Other Conditions & Exposures

Expert reports about Other Conditions & Exposures


INFORMATION FOR WOMEN WHO HAVE A SPONTANEOUS ABORTION (MISCARRIAGE)

                                                                                                                                                

What is a spontaneous abortion?

A spontaneous abortion, commonly known as a miscarriage, is the termination of a pregnancy, without outside intervention, before 20 gestational weeks. From 20 weeks onward, the spontaneous termination of a pregnancy without the survival of the fetus is known as a stillbirth (if the baby survives, it is called preterm birth). Both spontaneous abortion and stillbirth differ from induced abortion, in which the pregnancy is terminated deliberately without the survival of the fetus. The term spontaneous abortion encompasses inevitable abortion, in which there is bleeding, and the cervical os (the lower part of the cervix, leading to the vagina) is open, or the embryo or fetus is otherwise nonviable, but it has not yet been expelled.
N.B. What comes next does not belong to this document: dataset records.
//! Signed transaction decoder
//!
//! Offline inspection of a signed raw transaction: field dump, sender
//! recovery and the checks a plain transfer must pass. Used to verify what
//! the signer produced before the bytes leave the machine.

use ethers_core::types::transaction::eip2718::TypedTransaction;
use ethers_core::types::{Address, U256};
use ethers_core::utils::rlp;

use crate::error::{ColdsignError, ColdsignResult, ErrorCode};
use crate::utils::crypto::{keccak256, to_checksum_address};
use crate::utils::format::TRANSFER_GAS;

/// Decoded view of a signed transaction
#[derive(Debug, Clone, PartialEq, Eq)]
pub struct DecodedTransaction {
    pub tx_type: u8,
    pub hash: [u8; 32],
    pub chain_id: u64,
    pub from: Address,
    /// `None` for contract creation
    pub to: Option<Address>,
    pub nonce: U256,
    pub value: U256,
    pub gas_limit: U256,
    /// Type 2 only
    pub max_fee_per_gas: Option<U256>,
    /// Type 2 only
    pub max_priority_fee_per_gas: Option<U256>,
    /// Legacy and type 1 only
    pub gas_price: Option<U256>,
    pub data: Vec<u8>,
    /// Re-encoding the decoded transaction gives back the input bytes.
    pub roundtrip_equal: bool,
}

/// Checks a plain native transfer must pass
#[derive(Debug, Clone, Copy, PartialEq, Eq)]
pub struct QuickChecks {
    pub is_type2: bool,
    pub gas_is_transfer: bool,
    pub data_empty: bool,
    /// `None` when there is no recipient at all
    pub to_nonzero: Option<bool>,
    pub roundtrip_equal: bool,
}

impl QuickChecks {
    pub fn all_pass(&self) -> bool {
        self.is_type2
            && self.gas_is_transfer
            && self.data_empty
            && self.to_nonzero == Some(true)
            && self.roundtrip_equal
    }
}

impl DecodedTransaction {
    pub fn hash_hex(&self) -> String {
        format!("0x{}", hex::encode(self.hash))
    }

    pub fn quick_checks(&self) -> QuickChecks {
        QuickChecks {
            is_type2: self.tx_type == 2,
            gas_is_transfer: self.gas_limit == U256::from(TRANSFER_GAS),
            data_empty: self.data.is_empty(),
            to_nonzero: self.to.map(|to| !to.is_zero()),
            roundtrip_equal: self.roundtrip_equal,
        }
    }

    /// Human-readable dump, one `Key: value` per line.
    pub fn render(&self) -> String {
        let mut lines = vec![
            "---- DECODED TX ----".to_string(),
            format!("Type: {}", self.tx_type),
            format!("Hash: {}", self.hash_hex()),
            format!("ChainID: {}", self.chain_id),
            format!("From: {}", to_checksum_address(self.from.as_bytes())),
        ];
        match self.to {
            Some(to) => lines.push(format!("To: {}", to_checksum_address(to.as_bytes()))),
            None => lines.push("To: <contract creation>".to_string()),
        }
        lines.push(format!("Nonce: {}", self.nonce));
        lines.push(format!("ValueWei: {}", self.value));
        lines.push(format!("GasLimit: {}", self.gas_limit));
        if let (Some(fee_cap), Some(tip)) = (self.max_fee_per_gas, self.max_priority_fee_per_gas) {
            lines.push(format!("MaxFeePerGasWei: {}", fee_cap));
            lines.push(format!("MaxPriorityFeePerGasWei: {}", tip));
        }
        if let Some(price) = self.gas_price {
            lines.push(format!("GasPriceWei: {}", price));
        }
        lines.push(format!("DataLen: {}", self.data.len()));
        if !self.data.is_empty() {
            let n = self.data.len().min(32);
            lines.push(format!("DataPrefix: 0x{}", hex::encode(&self.data[..n])));
        }

        let checks = self.quick_checks();
        lines.push("---- QUICK CHECKS ----".to_string());
        lines.push(format!("Type == 2: {}", checks.is_type2));
        lines.push(format!("Gas == {}: {}", TRANSFER_GAS, checks.gas_is_transfer));
        lines.push(format!("Data empty: {}", checks.data_empty));
        if let Some(nonzero) = checks.to_nonzero {
            lines.push(format!("To != 0x0: {}", nonzero));
        }
        lines.push(format!("Roundtrip equal: {}", checks.roundtrip_equal));
        lines.join("\n")
    }
}

/// Parse `0x`-prefixed (or bare) hex, tolerating surrounding whitespace
/// and one pair of JSON quotes.
pub fn parse_raw_hex(input: &str) -> ColdsignResult<Vec<u8>> {
    let s = input.trim();
    let s = s
        .strip_prefix('"')
        .and_then(|rest| rest.strip_suffix('"'))
        .unwrap_or(s)
        .trim();
    let s = s
        .strip_prefix("0x")
        .or_else(|| s.strip_prefix("0X"))
        .unwrap_or(s);

    if s.is_empty() {
        return Err(ColdsignError::parse_error("empty raw transaction"));
    }
    Ok(hex::decode(s)?)
}

/// Decode signed raw bytes and recover the sender.
pub fn decode_signed_transaction(raw: &[u8]) -> ColdsignResult<DecodedTransaction> {
    let first = *raw
        .first()
        .ok_or_else(|| invalid("empty raw transaction"))?;
    // Typed envelopes start with a type byte below 0x7f; legacy ones with an RLP list header.
    let tx_type = if first <= 0x7f { first } else { 0 };

    let (typed, signature) = TypedTransaction::decode_signed(&rlp::Rlp::new(raw))
        .map_err(|e| invalid(format!("tx decode: {}", e)))?;

    let from = signature
        .recover(typed.sighash())
        .map_err(|e| invalid(format!("recover sender: {}", e)))?;

    let reencoded = typed.rlp_signed(&signature);
    let roundtrip_equal = reencoded.to_vec() == raw;

    let (max_fee_per_gas, max_priority_fee_per_gas, gas_price) = match typed {
        TypedTransaction::Eip1559(ref req) => (req.max_fee_per_gas, req.max_priority_fee_per_gas, None),
        TypedTransaction::Eip2930(ref req) => (None, None, req.tx.gas_price),
        TypedTransaction::Legacy(ref req) => (None, None, req.gas_price),
        #[allow(unreachable_patterns)]
        _ => (None, None, None),
    };

    Ok(DecodedTransaction {
        tx_type,
        hash: keccak256(raw),
        chain_id: typed.chain_id().map(|c| c.as_u64()).unwrap_or_default(),
        from,
        to: typed.to_addr().copied(),
        nonce: typed.nonce().copied().unwrap_or_default(),
        value: typed.value().copied().unwrap_or_default(),
        gas_limit: typed.gas().copied().unwrap_or_default(),
        max_fee_per_gas,
        max_priority_fee_per_gas,
        gas_price,
        data: typed.data().map(|d| d.to_vec()).unwrap_or_default(),
        roundtrip_equal,
    })
}

fn invalid(msg: impl Into<String>) -> ColdsignError {
    ColdsignError::new(ErrorCode::InvalidTransaction, msg)
}
//! Signing Pipeline
//!
//! Envelope → intent validation → review → policy → expected sender →
//! confirmation gate → secrets → derivation → address check → build → sign.
//!
//! Nothing asks for a secret until validation, policy and the operator's
//! confirmation have all passed. Secrets are dropped (and wiped) before
//! this module returns, whichever way it returns.

use ethers_core::types::Address;
use secrecy::ExposeSecret;

use crate::error::{ColdsignError, ColdsignResult};
use crate::intent::{checksummed, decode_envelope, parse_intent, parse_nonzero_address, TransactionIntent};
use crate::policy::Policy;
use crate::security::{Confirmation, ConfirmationGate};
use crate::tx::{build_unsigned_transfer, sign_transaction, SignedTransaction};
use crate::utils::format::{format_eth, format_eth6, format_gwei, separator, worst_case_fee};
use crate::utils::tty::Terminal;
use crate::wallet::{derive_eth_key, DerivedKey};
use crate::{log_debug, log_info, log_warn};

pub const MNEMONIC_PROMPT: &str = "ENTER MNEMONIC (space-separated BIP-39 words; hidden)";
pub const PASSPHRASE_PROMPT: &str = "ENTER PASSPHRASE (optional; hidden)";

/// Process exit statuses
#[derive(Debug, Clone, Copy, PartialEq, Eq)]
#[repr(u8)]
pub enum ExitStatus {
    Success = 0,
    Failure = 1,
    /// Usage error, or reviewed without `--sign`
    NotSigned = 2,
    /// Operator did not confirm
    Canceled = 3,
}

impl ExitStatus {
    pub fn code(self) -> u8 {
        self as u8
    }
}

/// How a run ended, when it did not fail
#[derive(Debug)]
pub enum SignOutcome {
    Signed(SignedTransaction),
    /// Reviewed and policy-checked, but signing was not authorized.
    ReviewOnly,
    /// The confirmation gate was not passed.
    Canceled,
}

impl SignOutcome {
    pub fn exit_status(&self) -> ExitStatus {
        match self {
            SignOutcome::Signed(_) => ExitStatus::Success,
            SignOutcome::ReviewOnly => ExitStatus::NotSigned,
            SignOutcome::Canceled => ExitStatus::Canceled,
        }
    }
}

/// One signing run
#[derive(Debug, Clone, Default)]
pub struct SignRequest<'a> {
    /// Raw JSON or a `coldintent:v1:` envelope
    pub input: &'a str,
    /// Without this the run stops after review and policy.
    pub authorize: bool,
    /// Skip the confirmation gate.
    pub skip_confirmation: bool,
    /// Out-of-band expected sender, compared with the intent's `fromAddress`.
    pub expected_sender: Option<&'a str>,
}

/// Run the pipeline for one intent.
pub fn run(
    policy: &Policy,
    request: &SignRequest<'_>,
    terminal: &mut dyn Terminal,
) -> ColdsignResult<SignOutcome> {
    let bytes = decode_envelope(request.input)?;
    let intent = parse_intent(&bytes)?;
    log_info!(
        "pipeline",
        "Intent validated",
        chain_id = intent.chain_id,
        nonce = intent.nonce,
        destination = intent.to
    );

    show_review(&intent, request.expected_sender, terminal)?;

    if let Err(violation) = policy.enforce(&intent) {
        log_warn!("pipeline", "Policy rejected intent", reason = violation);
        return Err(violation.into());
    }
    terminal.show("Policy check: OK")?;

    if !request.authorize {
        terminal.show("NOT SIGNED: pass --sign to authorize signing")?;
        return Ok(SignOutcome::ReviewOnly);
    }

    let expected = resolve_expected_sender(&intent, request.expected_sender)?;

    if request.skip_confirmation {
        log_warn!("pipeline", "Confirmation gate skipped");
    } else {
        let gate = ConfirmationGate::for_destination(&intent.to_address()?);
        if gate.confirm(terminal)? == Confirmation::Rejected {
            terminal.show("Canceled.")?;
            log_info!("pipeline", "Canceled at confirmation gate");
            return Ok(SignOutcome::Canceled);
        }
    }

    let key = read_secrets_and_derive(intent.account_index(), terminal)?;

    if key.address() != expected {
        return Err(ColdsignError::address_mismatch(format!(
            "derived address {} for index {} does not match expected sender {}",
            key.checksum_address(),
            key.index(),
            checksummed(&expected)
        )));
    }
    terminal.show(&format!("From address verified: {}", key.checksum_address()))?;

    let unsigned = build_unsigned_transfer(&intent)?;
    let signed = sign_transaction(&unsigned, intent.chain_id, &key)?;
    log_info!("pipeline", "Transaction signed", tx_hash = signed.hash_hex());

    Ok(SignOutcome::Signed(signed))
}

/// The sender the derived key must match: the intent's `fromAddress`, the
/// operator's out-of-band address, or both when they agree.
pub fn resolve_expected_sender(
    intent: &TransactionIntent,
    out_of_band: Option<&str>,
) -> ColdsignResult<Address> {
    let claimed = intent.claimed_sender()?;
    let operator = out_of_band
        .map(|s| parse_nonzero_address("--expect-from", s.trim()))
        .transpose()?;

    match (claimed, operator) {
        (Some(a), Some(b)) if a != b => Err(ColdsignError::address_mismatch(format!(
            "intent fromAddress {} differs from --expect-from {}",
            checksummed(&a),
            checksummed(&b)
        ))),
        (Some(a), _) | (None, Some(a)) => Ok(a),
        (None, None) => Err(ColdsignError::missing_sender(
            "no expected sender: set fromAddress in the intent or pass --expect-from",
        )),
    }
}

/// Prompt for mnemonic and passphrase and derive the key for `index`.
/// Both secrets are wiped when this returns.
pub fn read_secrets_and_derive(
    index: u32,
    terminal: &mut dyn Terminal,
) -> ColdsignResult<DerivedKey> {
    let mnemonic = terminal.read_secret(MNEMONIC_PROMPT, false)?;
    let passphrase = terminal.read_secret(PASSPHRASE_PROMPT, true)?;
    log_debug!(
        "pipeline",
        "Secrets read",
        word_count = mnemonic.expose_secret().split(' ').count(),
        index = index
    );

    derive_eth_key(mnemonic.expose_secret(), passphrase.expose_secret(), index)
}

fn show_review(
    intent: &TransactionIntent,
    out_of_band: Option<&str>,
    terminal: &mut dyn Terminal,
) -> ColdsignResult<()> {
    let value = intent.value()?;
    let fee_cap = intent.max_fee_per_gas()?;
    let tip = intent.max_priority_fee_per_gas()?;

    let from = match (intent.from_address.as_deref(), out_of_band) {
        (Some(addr), _) | (None, Some(addr)) => addr.to_string(),
        (None, None) => "<not given>".to_string(),
    };
    let worst = match worst_case_fee(&fee_cap) {
        Some(fee) => format!("~{} ETH worst-case", format_eth6(&fee)),
        None => "out of range".to_string(),
    };

    terminal.show("")?;
    terminal.show(&separator("SIGNING REVIEW (ETH_SEND)"))?;
    terminal.show(&format!("Chain:   {}", intent.chain_id))?;
    terminal.show(&format!("From:    {} (index {})", from, intent.account_index()))?;
    terminal.show(&format!("To:      {}", checksummed(&intent.to_address()?)))?;
    terminal.show(&format!("Nonce:   {}", intent.nonce))?;
    terminal.show(&format!("Amount:  {} ETH  ({} wei)", format_eth(&value), value))?;
    terminal.show(&format!(
        "Fees:    max={} gwei, tip={} gwei",
        format_gwei(&fee_cap),
        format_gwei(&tip)
    ))?;
    terminal.show(&format!("Fee cap: {}", worst))?;
    terminal.show(&separator(""))?;
    Ok(())
}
It also encompasses missed abortion (embryo/fetus is not viable, but no expulsion of products of conception has been noticed), incomplete abortion (part of the embryo/fetus, placenta, or membranes have been expelled, but part remains in the uterus), complete abortion (body has expelled all products of conception), and septic abortion (all or some products of conception remain in the uterus where they cause an infection). Additionally, a situation called a threatened abortion often is listed with the other conditions, but it is not a spontaneous abortion. Rather, a threatened abortion means that there is bleeding, indicating that the situation could evolve into a spontaneous abortion, but the cervical os is closed, and the fate of the embryo or fetus is not yet known.